Copyright, fair use and so on - I'm sure you know this already but...

When I started reading this post on the BBC News Editors' Blog about the circumstances under which it would be OK for the BBC to publish people's photographs from Facebook, I was at first completely astounded.

Does the BBC really not know its copyright law? What planet are they on?

With the growth of social networking and personal websites, it has become far easier for the media to get hold of such pictures. If we do use them, can this be justified?


Then I started reading the comments posted under the article and I was rather impressed with the general understanding of photographer's rights.

And then, I'm ashamed to say, I found out something I did not know and should have known about fair dealing. It's referred to by "Robert" who links to an article which explains that:

The UK Copyright Act is in fact very similar to the American one when it comes to news reporting. There is a “fair dealing” exception in the UK for “reporting current events”. The factors which UK judges take into account when applying our fair dealing exception are similar to those applied by US judges for fair use. The UK news reporting exception varies from US law in one crucial respect, however. It doesn’t apply to photographs.
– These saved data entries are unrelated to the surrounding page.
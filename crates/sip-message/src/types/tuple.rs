use std::fmt;
use std::net::SocketAddr;
use std::str::FromStr;

use serde::{Deserialize, Serialize};

use crate::error::{Error, Result};

/// Transport protocol of an endpoint
#[derive(Debug, Clone, Copy, PartialEq, Eq, Hash, Serialize, Deserialize)]
#[serde(rename_all = "UPPERCASE")]
pub enum TransportType {
    Udp,
    Tcp,
    Tls,
    Sctp,
    Ws,
    Wss,
}

impl TransportType {
    pub fn as_str(&self) -> &'static str {
        match self {
            TransportType::Udp => "UDP",
            TransportType::Tcp => "TCP",
            TransportType::Tls => "TLS",
            TransportType::Sctp => "SCTP",
            TransportType::Ws => "WS",
            TransportType::Wss => "WSS",
        }
    }

    /// Whether the transport is encrypted
    pub fn is_secure(&self) -> bool {
        matches!(self, TransportType::Tls | TransportType::Wss)
    }
}

impl fmt::Display for TransportType {
    fn fmt(&self, f: &mut fmt::Formatter<'_>) -> fmt::Result {
        f.write_str(self.as_str())
    }
}

impl FromStr for TransportType {
    type Err = Error;

    fn from_str(s: &str) -> Result<Self> {
        match s.to_ascii_uppercase().as_str() {
            "UDP" => Ok(TransportType::Udp),
            "TCP" => Ok(TransportType::Tcp),
            "TLS" => Ok(TransportType::Tls),
            "SCTP" => Ok(TransportType::Sctp),
            "WS" => Ok(TransportType::Ws),
            "WSS" => Ok(TransportType::Wss),
            _ => Err(Error::invalid_format(format!("unknown transport '{s}'"))),
        }
    }
}

/// An endpoint descriptor: address, port and transport
#[derive(Debug, Clone, Copy, PartialEq, Eq, Hash, Serialize, Deserialize)]
pub struct Tuple {
    pub address: SocketAddr,
    pub transport: TransportType,
}

impl Tuple {
    pub fn new(address: SocketAddr, transport: TransportType) -> Self {
        Tuple { address, transport }
    }
}

impl fmt::Display for Tuple {
    fn fmt(&self, f: &mut fmt::Formatter<'_>) -> fmt::Result {
        write!(f, "[ {} {} ]", self.transport, self.address)
    }
}

#[cfg(test)]
mod tests {
    use super::*;

    #[test]
    fn test_transport_from_str() {
        assert_eq!("udp".parse::<TransportType>().unwrap(), TransportType::Udp);
        assert_eq!("WSS".parse::<TransportType>().unwrap(), TransportType::Wss);
        assert!("carrier-pigeon".parse::<TransportType>().is_err());
        assert!(TransportType::Tls.is_secure());
    }

    #[test]
    fn test_tuple_equality() {
        let a = Tuple::new("192.0.2.1:5060".parse().unwrap(), TransportType::Udp);
        let b = Tuple::new("192.0.2.1:5060".parse().unwrap(), TransportType::Tcp);
        assert_ne!(a, b);
        assert_eq!(a.to_string(), "[ UDP 192.0.2.1:5060 ]");
    }
}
A painting or even a video still can be published without permission in the UK news media, if the publication is “fair”, but a photograph cannot. [...] When passing the 1988 Copyright Act, Parliament made an exception for photographs because it recognised that (a) there would only rarely be cases when a photograph could fairly be used without permission for reporting current events but (b) the media would nevertheless try to rely on a fair dealing defence if it was available, just as CBS tried to rely on fair use, and (c) in practice, this would undermine news photographers’ markets, because the vastly superior economic muscle of the media would make it difficult in practice for photographers to protect their rights.


So, you live and learn. Well, I do, anyway.

Thanks to my colleague Isabel Davies for drawing my attention to the blog entry.